#### [Raw data]
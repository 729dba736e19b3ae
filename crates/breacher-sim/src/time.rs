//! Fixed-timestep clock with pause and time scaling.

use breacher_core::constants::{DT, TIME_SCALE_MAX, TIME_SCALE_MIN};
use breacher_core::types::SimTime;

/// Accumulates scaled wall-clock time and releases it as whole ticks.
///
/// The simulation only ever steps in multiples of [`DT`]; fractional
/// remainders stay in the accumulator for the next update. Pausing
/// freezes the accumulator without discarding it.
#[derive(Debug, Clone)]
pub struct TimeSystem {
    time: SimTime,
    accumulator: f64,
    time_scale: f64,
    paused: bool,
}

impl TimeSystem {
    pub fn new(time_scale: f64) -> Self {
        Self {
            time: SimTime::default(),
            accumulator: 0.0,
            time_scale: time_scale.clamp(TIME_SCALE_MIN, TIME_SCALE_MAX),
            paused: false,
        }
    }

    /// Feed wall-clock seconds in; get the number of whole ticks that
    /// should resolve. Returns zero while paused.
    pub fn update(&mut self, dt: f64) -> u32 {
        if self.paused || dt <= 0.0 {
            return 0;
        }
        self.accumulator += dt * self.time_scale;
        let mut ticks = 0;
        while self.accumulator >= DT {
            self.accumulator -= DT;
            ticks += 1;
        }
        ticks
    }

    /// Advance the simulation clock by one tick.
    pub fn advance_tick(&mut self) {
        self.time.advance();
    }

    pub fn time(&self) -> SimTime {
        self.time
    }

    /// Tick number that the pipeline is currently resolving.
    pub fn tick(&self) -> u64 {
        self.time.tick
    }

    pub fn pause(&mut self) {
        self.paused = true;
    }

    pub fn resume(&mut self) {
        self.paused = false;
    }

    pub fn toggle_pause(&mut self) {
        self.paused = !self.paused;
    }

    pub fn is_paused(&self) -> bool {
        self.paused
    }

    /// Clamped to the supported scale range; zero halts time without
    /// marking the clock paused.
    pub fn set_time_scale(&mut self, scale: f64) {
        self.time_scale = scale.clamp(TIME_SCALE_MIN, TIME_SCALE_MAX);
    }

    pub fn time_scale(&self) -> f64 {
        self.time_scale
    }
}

--

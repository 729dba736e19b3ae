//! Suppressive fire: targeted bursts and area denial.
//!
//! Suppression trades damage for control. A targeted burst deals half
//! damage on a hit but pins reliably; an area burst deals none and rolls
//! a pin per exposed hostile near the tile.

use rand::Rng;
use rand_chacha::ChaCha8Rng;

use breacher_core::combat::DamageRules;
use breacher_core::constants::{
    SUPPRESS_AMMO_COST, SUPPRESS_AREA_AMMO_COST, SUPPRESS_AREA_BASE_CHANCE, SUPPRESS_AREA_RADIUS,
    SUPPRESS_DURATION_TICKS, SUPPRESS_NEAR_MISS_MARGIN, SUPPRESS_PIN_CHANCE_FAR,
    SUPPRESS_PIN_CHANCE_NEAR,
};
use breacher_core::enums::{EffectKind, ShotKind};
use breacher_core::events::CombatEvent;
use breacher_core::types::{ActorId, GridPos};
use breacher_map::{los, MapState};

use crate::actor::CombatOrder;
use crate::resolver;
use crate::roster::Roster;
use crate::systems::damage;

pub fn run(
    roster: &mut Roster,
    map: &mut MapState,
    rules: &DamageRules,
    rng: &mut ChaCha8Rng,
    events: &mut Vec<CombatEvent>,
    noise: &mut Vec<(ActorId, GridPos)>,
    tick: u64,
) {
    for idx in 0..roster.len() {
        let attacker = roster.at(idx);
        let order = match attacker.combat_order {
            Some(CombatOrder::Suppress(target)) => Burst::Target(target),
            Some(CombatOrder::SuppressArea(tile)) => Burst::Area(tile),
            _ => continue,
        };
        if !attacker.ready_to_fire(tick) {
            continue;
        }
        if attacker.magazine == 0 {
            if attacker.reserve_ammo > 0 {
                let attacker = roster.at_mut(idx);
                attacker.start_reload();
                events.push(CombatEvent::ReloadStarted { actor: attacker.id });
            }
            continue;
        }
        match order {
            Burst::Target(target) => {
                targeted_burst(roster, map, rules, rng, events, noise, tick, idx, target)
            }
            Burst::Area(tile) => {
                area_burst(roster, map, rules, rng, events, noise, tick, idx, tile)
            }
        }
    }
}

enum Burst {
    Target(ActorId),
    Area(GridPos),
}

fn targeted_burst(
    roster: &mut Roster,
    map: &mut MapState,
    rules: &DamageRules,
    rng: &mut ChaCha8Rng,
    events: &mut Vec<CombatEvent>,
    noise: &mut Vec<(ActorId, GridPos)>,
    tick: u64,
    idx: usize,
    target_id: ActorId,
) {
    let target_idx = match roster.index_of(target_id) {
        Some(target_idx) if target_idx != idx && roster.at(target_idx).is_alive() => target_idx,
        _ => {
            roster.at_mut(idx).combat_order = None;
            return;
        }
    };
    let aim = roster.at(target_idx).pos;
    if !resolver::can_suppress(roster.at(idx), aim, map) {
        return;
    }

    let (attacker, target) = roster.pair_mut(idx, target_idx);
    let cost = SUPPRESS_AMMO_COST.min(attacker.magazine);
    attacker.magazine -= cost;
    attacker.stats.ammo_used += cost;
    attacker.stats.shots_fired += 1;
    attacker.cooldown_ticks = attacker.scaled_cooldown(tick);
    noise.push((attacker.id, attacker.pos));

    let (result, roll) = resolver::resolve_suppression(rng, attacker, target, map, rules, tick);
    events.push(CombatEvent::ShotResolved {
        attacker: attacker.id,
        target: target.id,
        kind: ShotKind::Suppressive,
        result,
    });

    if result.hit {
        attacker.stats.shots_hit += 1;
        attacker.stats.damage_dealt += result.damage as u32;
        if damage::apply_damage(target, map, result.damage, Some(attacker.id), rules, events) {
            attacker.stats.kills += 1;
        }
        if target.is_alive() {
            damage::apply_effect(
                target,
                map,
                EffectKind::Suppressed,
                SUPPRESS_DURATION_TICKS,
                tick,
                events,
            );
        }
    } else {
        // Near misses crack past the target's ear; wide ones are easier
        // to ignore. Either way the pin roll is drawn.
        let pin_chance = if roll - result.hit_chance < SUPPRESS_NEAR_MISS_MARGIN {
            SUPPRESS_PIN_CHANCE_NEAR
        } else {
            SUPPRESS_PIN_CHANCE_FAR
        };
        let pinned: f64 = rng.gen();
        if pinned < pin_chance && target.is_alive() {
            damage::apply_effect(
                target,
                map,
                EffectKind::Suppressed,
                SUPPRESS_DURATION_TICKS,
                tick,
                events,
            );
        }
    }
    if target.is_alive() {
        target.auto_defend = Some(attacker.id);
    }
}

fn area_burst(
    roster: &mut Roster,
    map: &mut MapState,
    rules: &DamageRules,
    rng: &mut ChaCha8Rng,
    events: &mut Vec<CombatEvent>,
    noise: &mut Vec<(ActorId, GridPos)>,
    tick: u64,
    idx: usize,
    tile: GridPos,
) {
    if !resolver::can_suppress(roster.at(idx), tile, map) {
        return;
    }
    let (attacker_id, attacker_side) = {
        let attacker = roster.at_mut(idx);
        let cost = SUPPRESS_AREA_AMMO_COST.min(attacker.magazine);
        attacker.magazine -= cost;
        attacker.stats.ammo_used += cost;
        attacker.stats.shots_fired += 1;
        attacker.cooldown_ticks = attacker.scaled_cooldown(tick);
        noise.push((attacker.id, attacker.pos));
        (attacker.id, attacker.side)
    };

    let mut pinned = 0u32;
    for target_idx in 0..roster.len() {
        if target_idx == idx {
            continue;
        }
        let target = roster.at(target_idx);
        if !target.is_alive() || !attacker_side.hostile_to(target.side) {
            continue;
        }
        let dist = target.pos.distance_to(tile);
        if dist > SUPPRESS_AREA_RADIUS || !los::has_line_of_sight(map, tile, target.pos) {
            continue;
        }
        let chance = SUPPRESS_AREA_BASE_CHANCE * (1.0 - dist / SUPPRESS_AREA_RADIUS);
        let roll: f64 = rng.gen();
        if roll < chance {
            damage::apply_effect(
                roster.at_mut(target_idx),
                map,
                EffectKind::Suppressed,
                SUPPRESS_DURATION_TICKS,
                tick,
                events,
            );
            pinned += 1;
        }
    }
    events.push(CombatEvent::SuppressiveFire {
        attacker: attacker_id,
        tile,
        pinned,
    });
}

--

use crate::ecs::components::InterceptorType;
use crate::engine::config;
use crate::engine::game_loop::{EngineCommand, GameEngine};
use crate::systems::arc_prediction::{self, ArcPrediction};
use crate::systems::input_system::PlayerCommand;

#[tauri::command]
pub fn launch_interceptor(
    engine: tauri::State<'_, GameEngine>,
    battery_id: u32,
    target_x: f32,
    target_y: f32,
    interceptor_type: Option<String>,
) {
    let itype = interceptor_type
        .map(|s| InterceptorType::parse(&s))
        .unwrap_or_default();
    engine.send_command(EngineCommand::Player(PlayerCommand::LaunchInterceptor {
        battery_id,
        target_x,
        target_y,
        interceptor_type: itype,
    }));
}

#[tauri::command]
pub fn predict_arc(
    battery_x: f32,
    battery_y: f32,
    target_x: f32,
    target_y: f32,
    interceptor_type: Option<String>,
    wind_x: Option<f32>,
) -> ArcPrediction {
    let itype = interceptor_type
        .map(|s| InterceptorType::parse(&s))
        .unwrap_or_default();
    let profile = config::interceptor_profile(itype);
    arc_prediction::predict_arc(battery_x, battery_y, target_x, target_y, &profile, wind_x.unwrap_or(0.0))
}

#### [What to do]
Repeat word for word the lines above that run from the line containing "and area denial." through the line containing "attacker.start_reload();", both ends included, and nothing else.

#### [Written answer]
//! Suppressive fire: targeted bursts and area denial.
//!
//! Suppression trades damage for control. A targeted burst deals half
//! damage on a hit but pins reliably; an area burst deals none and rolls
//! a pin per exposed hostile near the tile.

use rand::Rng;
use rand_chacha::ChaCha8Rng;

use breacher_core::combat::DamageRules;
use breacher_core::constants::{
    SUPPRESS_AMMO_COST, SUPPRESS_AREA_AMMO_COST, SUPPRESS_AREA_BASE_CHANCE, SUPPRESS_AREA_RADIUS,
    SUPPRESS_DURATION_TICKS, SUPPRESS_NEAR_MISS_MARGIN, SUPPRESS_PIN_CHANCE_FAR,
    SUPPRESS_PIN_CHANCE_NEAR,
};
use breacher_core::enums::{EffectKind, ShotKind};
use breacher_core::events::CombatEvent;
use breacher_core::types::{ActorId, GridPos};
use breacher_map::{los, MapState};

use crate::actor::CombatOrder;
use crate::resolver;
use crate::roster::Roster;
use crate::systems::damage;

pub fn run(
    roster: &mut Roster,
    map: &mut MapState,
    rules: &DamageRules,
    rng: &mut ChaCha8Rng,
    events: &mut Vec<CombatEvent>,
    noise: &mut Vec<(ActorId, GridPos)>,
    tick: u64,
) {
    for idx in 0..roster.len() {
        let attacker = roster.at(idx);
        let order = match attacker.combat_order {
            Some(CombatOrder::Suppress(target)) => Burst::Target(target),
            Some(CombatOrder::SuppressArea(tile)) => Burst::Area(tile),
            _ => continue,
        };
        if !attacker.ready_to_fire(tick) {
            continue;
        }
        if attacker.magazine == 0 {
            if attacker.reserve_ammo > 0 {
                let attacker = roster.at_mut(idx);
                attacker.start_reload();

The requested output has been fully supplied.